Saturday, December 06, 2008

Crocodiles and Alligators




I just got back from spending a few days in Texas, and on the flight home I read Aryeh Lev Stollman's collection of stories The Dialogues of Time and Entropy (2003). I have loved Stollman's work ever since I read his novel The Far Euphrates, which I plan to teach in my Ethics and the Holocaust seminar next quarter. His voice is unique, and his narratives are deeply philosophical, scientific, and religious--a strange but alluring combination. Lately, in particular, I am drawn to writers who tell stories that are heavy with loss, but are simultaneously aware of their incapacities to evoke the veryloss they attempt to capture in their work. Stollman does loss in a way that no other writer, to my recollection, does it. Often when I finish one of his stories, I feel a thickness in my chest, an aching of sorts. And I don't know why.

But as much as I love Stollman's work, I don't tend to underline as much as I usually do in works that move me intellectually or spiritually. But there is the occasional one-liner that gets to me in regard to Stollman. In "New Memories," for example, a father tries to show his son the difference between a crocodile and an alligator: "Alexander," he says, "most people can't tell the difference between things. People only see what they know."

When I first read this, I thought to myself, yes, that is true. Certain people in my family, for instance, seem to see only what they have grown up with in regard to the nature of G-d, religion, spirituality, and, of course, politics. But the terrifying moment comes when I realize that I, too, must necessarily have such blindspots.
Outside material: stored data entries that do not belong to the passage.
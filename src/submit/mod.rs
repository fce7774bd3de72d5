//! Media submission flow
//!
//! Moves a picked set of media through two stages:
//! 1. Picking - the selection can be replaced or abandoned
//! 2. Reviewing - upload slots have been requested, the selection is frozen
//!
//! The posting stage closes the flow via
//! [`SubmissionCoordinator::complete_posting`].

mod coordinator;
mod hooks;

pub use coordinator::{SubmissionCoordinator, SubmissionStage};
pub use hooks::{NavigationHost, NoopHooks, PostingStage};
//! mflow - media submission flow
//!
//! CLI binary that picks media files, reserves upload slots for them and
//! reports where each file should go.

use anyhow::Result;
use clap::{Parser, Subcommand};
use std::path::PathBuf;
use tracing_subscriber::EnvFilter;
use url::Url;

mod cli;

#[derive(Parser)]
#[command(name = "mflow")]
#[command(about = "Reserve upload slots for a batch of media")]
#[command(version)]
struct Cli {
    /// Path to config file (defaults to the user config dir)
    #[arg(short, long, global = true)]
    config: Option<PathBuf>,

    #[command(subcommand)]
    command: Commands,
}

#[derive(Subcommand)]
enum Commands {
    /// Pick files and reserve one upload slot per file
    Submit {
        /// Image or video files, in posting order
        files: Vec<PathBuf>,

        /// Dry run - show what would be reserved without contacting the service
        #[arg(long)]
        dry_run: bool,

        /// Reservation service base URL
        #[arg(long)]
        endpoint: Option<Url>,

        /// Account to reserve slots for
        #[arg(long)]
        account: Option<String>,
    },

    /// Authentication management
    Auth {
        #[command(subcommand)]
        action: AuthAction,
    },

    /// Print the effective configuration
    Config,
}

#[derive(Subcommand)]
enum AuthAction {
    /// Check that a token is available
    Test,
    /// Show authentication setup instructions
    Setup,
}

#[tokio::main]
async fn main() -> Result<()> {
    tracing_subscriber::fmt()
        .with_env_filter(
            EnvFilter::try_from_env("MFLOW_LOG").unwrap_or_else(|_| EnvFilter::new("warn")),
        )
        .with_writer(std::io::stderr)
        .init();

    let cli = Cli::parse();

    match cli.command {
        Commands::Submit {
            files,
            dry_run,
            endpoint,
            account,
        } => {
            let config = cli::load_config(cli.config.as_deref(), endpoint, account)?;
            cli::run_submit(&config, files, dry_run).await?;
        }
        Commands::Auth { action } => match action {
            AuthAction::Test => cli::run_auth_test()?,
            AuthAction::Setup => cli::run_auth_setup(),
        },
        Commands::Config => {
            let config = cli::load_config(cli.config.as_deref(), None, None)?;
            cli::run_config(&config)?;
        }
    }

    Ok(())
}
//! Upload slot reservation
//!
//! Provides the service interface for reserving upload destinations and the
//! dispatcher that runs reservations off the caller's path.

mod dispatch;
mod factory;
mod http;

pub use dispatch::SpawnDispatcher;
pub use factory::create_reservation_service;
pub use http::{HttpReservationService, RetryPolicy};

use crate::error::Result;
use crate::types::{ConnectionHandle, ReservationRequest, UploadSlot};
use async_trait::async_trait;
use std::num::NonZeroUsize;
use uuid::Uuid;

/// Service that allocates upload destinations for a batch of media
///
/// Implementations own their transport and retry behaviour. A successful
/// call returns exactly `count` slots.
#[async_trait]
pub trait ReservationService: Send + Sync {
    /// Reserve `count` upload slots for `connection`
    async fn reserve_upload_urls(
        &self,
        request_id: Uuid,
        connection: &ConnectionHandle,
        count: NonZeroUsize,
    ) -> Result<Vec<UploadSlot>>;
}

/// Hands a reservation request off without waiting for it
pub trait ReservationDispatcher: Send + Sync {
    /// Start the reservation; must return without blocking
    fn dispatch(&self, request: ReservationRequest);
}

/// Result of a dispatched reservation, delivered to the posting stage
#[derive(Debug)]
pub struct ReservationOutcome {
    /// Correlation id of the request
    pub request_id: Uuid,
    /// Reserved slots, or why there are none
    pub result: Result<Vec<UploadSlot>>,
}
//! Collaborator traits the coordinator reports to
//!
//! These let different interfaces (CLI, GUI shell, etc.) react to the flow
//! without the coordinator knowing how they render anything.

use crate::types::{PickedMediaItem, ReturnReason};
use uuid::Uuid;

/// Receives the frozen selection when the flow enters review
///
/// The reservation outcome for `request_id` arrives separately, through
/// whatever channel the dispatcher was built with.
pub trait PostingStage: Send + Sync {
    /// Called once, right after the reservation request was dispatched
    fn present(&self, request_id: Uuid, items: &[PickedMediaItem]);
}

/// Owner of the screen the flow was opened from
pub trait NavigationHost: Send + Sync {
    /// Called when the flow hands control back to the feed
    fn return_to_feed(&self, reason: ReturnReason);
}

/// No-op hooks for testing or headless use
pub struct NoopHooks;

impl PostingStage for NoopHooks {
    fn present(&self, _request_id: Uuid, _items: &[PickedMediaItem]) {}
}

impl NavigationHost for NoopHooks {
    fn return_to_feed(&self, _reason: ReturnReason) {}
}
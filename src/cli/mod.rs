//! CLI commands
//!
//! Command implementations for the `mflow` binary.

mod auth;
mod config;
mod hooks;
mod style;
mod submit;

pub use auth::{run_auth_setup, run_auth_test};
pub use config::{load_config, run_config};
pub use submit::run_submit;
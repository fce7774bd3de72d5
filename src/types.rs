//! Core types for media-flow

use chrono::{DateTime, Utc};
use serde::{Deserialize, Serialize};
use std::collections::BTreeMap;
use std::fmt;
use std::num::NonZeroUsize;
use std::path::PathBuf;
use url::Url;
use uuid::Uuid;

/// Kind of a picked asset
#[derive(Debug, Clone, Copy, PartialEq, Eq, Serialize, Deserialize)]
#[serde(rename_all = "lowercase")]
pub enum MediaKind {
    /// Still image
    Image,
    /// Video clip
    Video,
}

impl fmt::Display for MediaKind {
    fn fmt(&self, f: &mut fmt::Formatter<'_>) -> fmt::Result {
        match self {
            Self::Image => write!(f, "image"),
            Self::Video => write!(f, "video"),
        }
    }
}

/// A user-selected asset awaiting upload, referenced by local handle only
#[derive(Debug, Clone, PartialEq, Eq, Serialize, Deserialize)]
pub struct PickedMediaItem {
    /// Identifier assigned when the item was picked
    pub id: Uuid,
    /// Image or video
    pub kind: MediaKind,
    /// Local resource reference
    pub location: PathBuf,
    /// When the item was picked
    pub picked_at: DateTime<Utc>,
}

impl PickedMediaItem {
    /// Create a new item with a fresh identifier
    pub fn new(kind: MediaKind, location: impl Into<PathBuf>) -> Self {
        Self {
            id: Uuid::new_v4(),
            kind,
            location: location.into(),
            picked_at: Utc::now(),
        }
    }
}

/// Authenticated session a reservation is made for
#[derive(Clone, PartialEq, Eq)]
pub struct ConnectionHandle {
    /// Account the uploads belong to
    pub account: String,
    /// Bearer token
    pub token: String,
}

impl fmt::Debug for ConnectionHandle {
    fn fmt(&self, f: &mut fmt::Formatter<'_>) -> fmt::Result {
        f.debug_struct("ConnectionHandle")
            .field("account", &self.account)
            .field("token", &"<redacted>")
            .finish()
    }
}

/// A request for upload slots, one per picked item
#[derive(Debug, Clone)]
pub struct ReservationRequest {
    /// Correlation id, handed to the posting stage alongside the items
    pub id: Uuid,
    /// Session the slots are reserved for
    pub connection: ConnectionHandle,
    /// Number of slots to reserve
    pub item_count: NonZeroUsize,
}

impl ReservationRequest {
    /// Create a request with a fresh correlation id
    pub fn new(connection: ConnectionHandle, item_count: NonZeroUsize) -> Self {
        Self {
            id: Uuid::new_v4(),
            connection,
            item_count,
        }
    }
}

/// One reserved upload destination
#[derive(Debug, Clone, PartialEq, Eq, Serialize, Deserialize)]
pub struct UploadSlot {
    /// Where to PUT the file
    pub put_url: Url,
    /// Where the uploaded file will be served from
    pub get_url: Url,
    /// Extra headers to send with the PUT
    #[serde(default, skip_serializing_if = "BTreeMap::is_empty")]
    pub headers: BTreeMap<String, String>,
}

/// How the posting stage ended
#[derive(Debug, Clone, Copy, PartialEq, Eq)]
pub enum PostingOutcome {
    /// The items were posted
    Posted,
    /// The user dismissed the posting screen
    Dismissed,
}

/// Why the flow hands control back to the feed
#[derive(Debug, Clone, Copy, PartialEq, Eq)]
pub enum ReturnReason {
    /// User backed out while picking
    Cancelled,
    /// Posting finished
    Posted,
    /// Posting screen was dismissed
    Dismissed,
}

impl From<PostingOutcome> for ReturnReason {
    fn from(outcome: PostingOutcome) -> Self {
        match outcome {
            PostingOutcome::Posted => Self::Posted,
            PostingOutcome::Dismissed => Self::Dismissed,
        }
    }
}
//! Fire-and-forget reservation dispatch on a tokio runtime

use crate::error::{Error, Result};
use crate::reservation::{ReservationDispatcher, ReservationOutcome, ReservationService};
use crate::types::ReservationRequest;
use std::sync::Arc;
use tokio::runtime::Handle;
use tokio::sync::mpsc;
use tokio::task::JoinHandle;
use tracing::{debug, warn};

/// Runs each reservation on its own task and forwards the outcome
///
/// Outcomes go to the receiver returned by [`SpawnDispatcher::new`], which
/// belongs to the posting stage. Nothing is reported back to the caller of
/// [`ReservationDispatcher::dispatch`].
pub struct SpawnDispatcher {
    service: Arc<dyn ReservationService>,
    outcomes: mpsc::UnboundedSender<ReservationOutcome>,
    runtime: Handle,
}

impl SpawnDispatcher {
    /// Create a dispatcher that spawns onto `runtime`
    pub fn new(
        service: Arc<dyn ReservationService>,
        runtime: Handle,
    ) -> (Self, mpsc::UnboundedReceiver<ReservationOutcome>) {
        let (outcomes, receiver) = mpsc::unbounded_channel();
        (
            Self {
                service,
                outcomes,
                runtime,
            },
            receiver,
        )
    }

    /// Create a dispatcher bound to the runtime the caller is running on
    pub fn on_current_runtime(
        service: Arc<dyn ReservationService>,
    ) -> Result<(Self, mpsc::UnboundedReceiver<ReservationOutcome>)> {
        let runtime = Handle::try_current()
            .map_err(|e| Error::Internal(format!("no tokio runtime available: {e}")))?;
        Ok(Self::new(service, runtime))
    }
}

impl SpawnDispatcher {
    /// Spawn the reservation for `request` and return the forwarding task
    ///
    /// The service call runs on an inner task so a panicking service still
    /// produces an outcome.
    pub fn spawn_reservation(&self, request: ReservationRequest) -> JoinHandle<()> {
        let service = Arc::clone(&self.service);
        let outcomes = self.outcomes.clone();
        let runtime = self.runtime.clone();

        self.runtime.spawn(async move {
            let request_id = request.id;
            let call = runtime.spawn(async move {
                service
                    .reserve_upload_urls(request.id, &request.connection, request.item_count)
                    .await
            });
            let result = match call.await {
                Ok(result) => result,
                Err(e) => Err(Error::Internal(format!("reservation task panicked: {e}"))),
            };

            match &result {
                Ok(slots) => debug!(%request_id, slots = slots.len(), "upload slots reserved"),
                Err(e) => warn!(%request_id, error = %e, "upload slot reservation failed"),
            }

            if outcomes
                .send(ReservationOutcome { request_id, result })
                .is_err()
            {
                debug!(%request_id, "posting stage gone, reservation outcome dropped");
            }
        })
    }
}

impl ReservationDispatcher for SpawnDispatcher {
    fn dispatch(&self, request: ReservationRequest) {
        drop(self.spawn_reservation(request));
    }
}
And yet the so-called quest of the so-called scholar is the pursuit of knowledge and knowing--it's about learning to distinguish the subtle nuances that ripple through every segment of life and living. It's about learning to see the difference between crocodiles and alligators. And I do, in fact, see all those nuances. But what I have come to learn is that often these nuances, and the knowledge they impart to me, are as blinding as the inadequacies that render others inable to see anything other than what they know.